__AIM OF THE EXERCISE__: Below are some records. How many of their lines contain the string "expected"? Answer with the number alone.

··· PROVIDED DATA

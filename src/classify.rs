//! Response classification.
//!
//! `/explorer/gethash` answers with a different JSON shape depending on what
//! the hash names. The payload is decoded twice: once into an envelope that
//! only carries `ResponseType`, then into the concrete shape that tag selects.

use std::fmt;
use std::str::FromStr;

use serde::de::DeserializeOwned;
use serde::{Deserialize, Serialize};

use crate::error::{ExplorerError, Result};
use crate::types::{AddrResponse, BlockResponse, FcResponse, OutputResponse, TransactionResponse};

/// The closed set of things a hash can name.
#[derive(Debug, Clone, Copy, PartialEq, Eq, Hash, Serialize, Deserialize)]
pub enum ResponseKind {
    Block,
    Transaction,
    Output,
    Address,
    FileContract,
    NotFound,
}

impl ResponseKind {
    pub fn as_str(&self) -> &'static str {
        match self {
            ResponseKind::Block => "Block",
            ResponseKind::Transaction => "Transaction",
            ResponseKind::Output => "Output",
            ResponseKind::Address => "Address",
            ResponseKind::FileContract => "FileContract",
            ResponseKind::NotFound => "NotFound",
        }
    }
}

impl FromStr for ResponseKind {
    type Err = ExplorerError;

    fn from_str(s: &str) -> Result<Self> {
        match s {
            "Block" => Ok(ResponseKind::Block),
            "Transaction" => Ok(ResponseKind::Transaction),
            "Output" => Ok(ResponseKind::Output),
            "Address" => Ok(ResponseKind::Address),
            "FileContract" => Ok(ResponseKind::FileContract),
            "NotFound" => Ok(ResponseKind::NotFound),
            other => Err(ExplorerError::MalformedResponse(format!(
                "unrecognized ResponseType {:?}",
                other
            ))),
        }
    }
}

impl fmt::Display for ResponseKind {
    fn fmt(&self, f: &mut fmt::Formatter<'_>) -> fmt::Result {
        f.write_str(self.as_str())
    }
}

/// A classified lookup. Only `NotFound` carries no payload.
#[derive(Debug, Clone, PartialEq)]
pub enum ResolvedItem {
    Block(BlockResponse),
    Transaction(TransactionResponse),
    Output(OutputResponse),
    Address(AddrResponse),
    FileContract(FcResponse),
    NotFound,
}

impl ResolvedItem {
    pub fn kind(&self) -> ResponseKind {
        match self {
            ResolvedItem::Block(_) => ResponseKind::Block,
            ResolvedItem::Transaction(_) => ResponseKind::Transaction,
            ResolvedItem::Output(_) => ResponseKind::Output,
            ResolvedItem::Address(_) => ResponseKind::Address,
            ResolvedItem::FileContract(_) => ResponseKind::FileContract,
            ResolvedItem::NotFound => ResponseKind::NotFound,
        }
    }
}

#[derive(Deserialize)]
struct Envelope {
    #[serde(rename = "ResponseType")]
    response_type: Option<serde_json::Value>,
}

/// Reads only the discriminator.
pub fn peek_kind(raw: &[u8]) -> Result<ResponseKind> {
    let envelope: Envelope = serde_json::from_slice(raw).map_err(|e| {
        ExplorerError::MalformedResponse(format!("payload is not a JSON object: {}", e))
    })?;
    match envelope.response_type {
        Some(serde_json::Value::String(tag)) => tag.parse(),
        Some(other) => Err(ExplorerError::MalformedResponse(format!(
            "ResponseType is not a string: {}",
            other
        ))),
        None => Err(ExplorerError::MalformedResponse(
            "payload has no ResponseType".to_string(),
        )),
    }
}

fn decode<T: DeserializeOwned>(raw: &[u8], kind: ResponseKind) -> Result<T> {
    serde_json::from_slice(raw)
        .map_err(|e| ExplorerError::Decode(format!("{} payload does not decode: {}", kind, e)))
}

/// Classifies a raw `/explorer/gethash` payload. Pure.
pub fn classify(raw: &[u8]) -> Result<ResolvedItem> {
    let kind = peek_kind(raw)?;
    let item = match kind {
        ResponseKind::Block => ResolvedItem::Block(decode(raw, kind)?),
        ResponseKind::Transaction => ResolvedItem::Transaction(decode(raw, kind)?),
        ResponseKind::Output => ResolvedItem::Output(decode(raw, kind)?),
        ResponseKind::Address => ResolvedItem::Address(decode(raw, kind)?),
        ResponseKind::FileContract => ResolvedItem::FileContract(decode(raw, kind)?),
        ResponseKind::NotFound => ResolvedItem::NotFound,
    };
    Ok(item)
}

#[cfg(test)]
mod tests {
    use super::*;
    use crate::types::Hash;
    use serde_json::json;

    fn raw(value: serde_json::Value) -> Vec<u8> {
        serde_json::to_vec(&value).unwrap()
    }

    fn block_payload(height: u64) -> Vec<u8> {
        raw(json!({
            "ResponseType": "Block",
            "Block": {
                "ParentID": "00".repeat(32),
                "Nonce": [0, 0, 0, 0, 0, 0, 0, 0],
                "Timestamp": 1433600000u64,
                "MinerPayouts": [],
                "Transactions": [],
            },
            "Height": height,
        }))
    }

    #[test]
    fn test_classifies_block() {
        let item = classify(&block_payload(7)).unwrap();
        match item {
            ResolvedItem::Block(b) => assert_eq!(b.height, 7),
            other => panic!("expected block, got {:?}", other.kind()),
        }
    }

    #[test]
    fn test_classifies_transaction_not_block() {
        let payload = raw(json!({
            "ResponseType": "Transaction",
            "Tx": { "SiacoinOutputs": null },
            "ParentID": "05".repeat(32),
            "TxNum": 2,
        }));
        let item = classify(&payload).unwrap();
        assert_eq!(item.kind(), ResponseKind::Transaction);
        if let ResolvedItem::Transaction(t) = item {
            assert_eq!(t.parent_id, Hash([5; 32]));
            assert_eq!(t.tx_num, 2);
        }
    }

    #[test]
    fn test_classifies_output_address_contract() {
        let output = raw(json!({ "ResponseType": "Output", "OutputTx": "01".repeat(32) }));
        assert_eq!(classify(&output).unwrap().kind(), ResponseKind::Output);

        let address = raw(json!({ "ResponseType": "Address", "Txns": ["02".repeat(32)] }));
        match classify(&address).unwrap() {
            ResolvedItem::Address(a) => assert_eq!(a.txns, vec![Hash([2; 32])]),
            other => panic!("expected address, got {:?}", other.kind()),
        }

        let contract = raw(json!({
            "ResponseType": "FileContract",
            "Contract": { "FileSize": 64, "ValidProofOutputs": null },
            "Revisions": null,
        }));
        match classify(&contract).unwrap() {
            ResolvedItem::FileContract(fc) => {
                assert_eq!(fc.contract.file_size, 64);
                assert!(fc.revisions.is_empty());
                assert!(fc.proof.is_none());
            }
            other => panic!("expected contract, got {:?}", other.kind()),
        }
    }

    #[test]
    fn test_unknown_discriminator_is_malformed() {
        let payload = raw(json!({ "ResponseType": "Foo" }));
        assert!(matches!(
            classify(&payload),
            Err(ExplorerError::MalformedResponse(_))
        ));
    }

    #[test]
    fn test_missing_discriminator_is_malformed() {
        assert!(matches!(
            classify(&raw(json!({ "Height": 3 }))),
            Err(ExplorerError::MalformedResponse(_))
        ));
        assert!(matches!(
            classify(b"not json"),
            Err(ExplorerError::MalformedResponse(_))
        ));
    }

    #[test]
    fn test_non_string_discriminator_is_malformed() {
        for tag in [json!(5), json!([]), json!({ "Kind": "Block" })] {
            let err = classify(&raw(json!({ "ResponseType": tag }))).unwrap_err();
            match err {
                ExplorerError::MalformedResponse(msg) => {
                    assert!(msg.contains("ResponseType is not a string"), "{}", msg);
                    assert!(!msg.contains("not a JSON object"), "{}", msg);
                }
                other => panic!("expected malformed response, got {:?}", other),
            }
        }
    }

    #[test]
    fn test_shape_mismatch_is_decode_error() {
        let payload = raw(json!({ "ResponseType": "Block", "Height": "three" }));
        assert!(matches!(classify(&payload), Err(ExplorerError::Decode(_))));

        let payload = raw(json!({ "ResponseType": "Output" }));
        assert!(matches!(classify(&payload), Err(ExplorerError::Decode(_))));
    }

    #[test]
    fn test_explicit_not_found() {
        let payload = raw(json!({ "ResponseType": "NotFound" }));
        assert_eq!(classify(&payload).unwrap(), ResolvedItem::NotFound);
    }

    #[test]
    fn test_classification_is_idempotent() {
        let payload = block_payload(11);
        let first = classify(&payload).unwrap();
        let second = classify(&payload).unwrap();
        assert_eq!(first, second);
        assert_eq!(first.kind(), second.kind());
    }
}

······
··· PROVIDED DATA

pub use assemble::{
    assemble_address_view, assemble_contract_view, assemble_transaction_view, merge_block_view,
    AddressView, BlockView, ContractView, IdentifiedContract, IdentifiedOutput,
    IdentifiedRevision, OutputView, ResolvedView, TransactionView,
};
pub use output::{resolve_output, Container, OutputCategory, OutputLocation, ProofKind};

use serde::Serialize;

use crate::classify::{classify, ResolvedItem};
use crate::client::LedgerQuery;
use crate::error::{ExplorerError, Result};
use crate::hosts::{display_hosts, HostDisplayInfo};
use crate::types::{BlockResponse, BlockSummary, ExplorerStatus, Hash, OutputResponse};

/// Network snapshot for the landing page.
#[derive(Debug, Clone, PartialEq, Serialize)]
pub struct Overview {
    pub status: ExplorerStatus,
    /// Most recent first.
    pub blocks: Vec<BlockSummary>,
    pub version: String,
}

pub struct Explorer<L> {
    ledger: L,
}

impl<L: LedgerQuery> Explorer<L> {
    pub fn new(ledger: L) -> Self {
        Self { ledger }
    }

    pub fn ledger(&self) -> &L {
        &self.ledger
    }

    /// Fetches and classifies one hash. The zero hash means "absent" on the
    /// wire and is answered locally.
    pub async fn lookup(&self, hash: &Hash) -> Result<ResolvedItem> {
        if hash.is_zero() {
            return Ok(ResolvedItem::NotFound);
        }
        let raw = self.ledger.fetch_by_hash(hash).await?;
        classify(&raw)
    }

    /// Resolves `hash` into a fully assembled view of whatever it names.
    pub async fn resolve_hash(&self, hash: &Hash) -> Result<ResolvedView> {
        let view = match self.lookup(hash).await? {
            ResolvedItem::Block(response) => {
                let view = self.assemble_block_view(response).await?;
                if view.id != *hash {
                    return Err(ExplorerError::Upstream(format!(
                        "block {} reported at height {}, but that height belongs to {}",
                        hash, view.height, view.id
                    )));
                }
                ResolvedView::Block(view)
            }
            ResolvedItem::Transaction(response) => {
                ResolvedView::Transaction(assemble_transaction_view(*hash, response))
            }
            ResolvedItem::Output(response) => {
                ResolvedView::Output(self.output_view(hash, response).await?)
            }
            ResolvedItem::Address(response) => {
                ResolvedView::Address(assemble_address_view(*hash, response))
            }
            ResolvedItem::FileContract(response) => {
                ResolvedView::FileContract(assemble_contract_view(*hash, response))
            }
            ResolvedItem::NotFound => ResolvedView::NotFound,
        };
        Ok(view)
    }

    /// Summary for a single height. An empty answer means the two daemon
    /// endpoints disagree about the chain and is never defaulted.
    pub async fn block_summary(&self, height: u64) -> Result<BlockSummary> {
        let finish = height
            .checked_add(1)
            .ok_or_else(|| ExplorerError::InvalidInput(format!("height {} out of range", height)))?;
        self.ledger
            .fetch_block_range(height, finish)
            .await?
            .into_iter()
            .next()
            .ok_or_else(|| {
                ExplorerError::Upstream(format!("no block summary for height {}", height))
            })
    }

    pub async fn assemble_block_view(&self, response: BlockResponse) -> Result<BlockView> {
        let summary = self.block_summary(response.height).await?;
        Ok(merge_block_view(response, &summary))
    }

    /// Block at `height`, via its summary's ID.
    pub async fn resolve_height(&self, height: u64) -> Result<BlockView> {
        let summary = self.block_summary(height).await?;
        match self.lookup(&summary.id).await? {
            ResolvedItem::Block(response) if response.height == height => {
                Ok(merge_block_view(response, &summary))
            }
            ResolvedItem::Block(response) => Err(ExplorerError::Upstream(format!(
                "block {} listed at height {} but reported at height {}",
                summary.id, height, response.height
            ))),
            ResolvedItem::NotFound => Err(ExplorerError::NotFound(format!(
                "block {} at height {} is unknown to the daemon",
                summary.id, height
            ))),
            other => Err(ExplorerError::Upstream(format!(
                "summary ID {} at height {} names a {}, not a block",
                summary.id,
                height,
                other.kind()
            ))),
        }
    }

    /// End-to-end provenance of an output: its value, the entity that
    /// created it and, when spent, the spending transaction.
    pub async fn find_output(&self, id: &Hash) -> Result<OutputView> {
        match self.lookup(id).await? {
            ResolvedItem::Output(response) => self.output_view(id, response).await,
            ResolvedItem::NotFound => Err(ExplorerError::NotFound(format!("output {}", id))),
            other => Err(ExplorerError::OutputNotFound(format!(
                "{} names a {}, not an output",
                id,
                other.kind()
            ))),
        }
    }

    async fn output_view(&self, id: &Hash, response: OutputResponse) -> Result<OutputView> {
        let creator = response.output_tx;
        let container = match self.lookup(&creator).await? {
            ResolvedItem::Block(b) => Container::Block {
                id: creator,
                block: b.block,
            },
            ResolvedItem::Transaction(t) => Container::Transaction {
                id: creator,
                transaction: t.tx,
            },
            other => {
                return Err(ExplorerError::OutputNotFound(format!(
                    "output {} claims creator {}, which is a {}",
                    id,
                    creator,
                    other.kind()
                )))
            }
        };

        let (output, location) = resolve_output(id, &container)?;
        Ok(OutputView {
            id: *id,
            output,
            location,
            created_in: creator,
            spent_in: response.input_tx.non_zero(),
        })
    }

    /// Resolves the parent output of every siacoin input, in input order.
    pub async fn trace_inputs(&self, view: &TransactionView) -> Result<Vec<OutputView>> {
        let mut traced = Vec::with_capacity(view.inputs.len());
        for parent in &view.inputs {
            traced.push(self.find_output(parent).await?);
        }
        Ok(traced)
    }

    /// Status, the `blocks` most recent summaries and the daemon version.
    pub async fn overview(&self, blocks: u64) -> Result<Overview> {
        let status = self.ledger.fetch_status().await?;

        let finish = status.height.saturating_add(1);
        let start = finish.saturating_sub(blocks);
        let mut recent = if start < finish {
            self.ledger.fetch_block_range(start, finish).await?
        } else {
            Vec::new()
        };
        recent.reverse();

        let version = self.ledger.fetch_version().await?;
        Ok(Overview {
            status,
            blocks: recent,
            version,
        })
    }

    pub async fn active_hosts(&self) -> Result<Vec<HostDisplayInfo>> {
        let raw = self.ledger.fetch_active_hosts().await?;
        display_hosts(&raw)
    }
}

······

__RESULT__: 4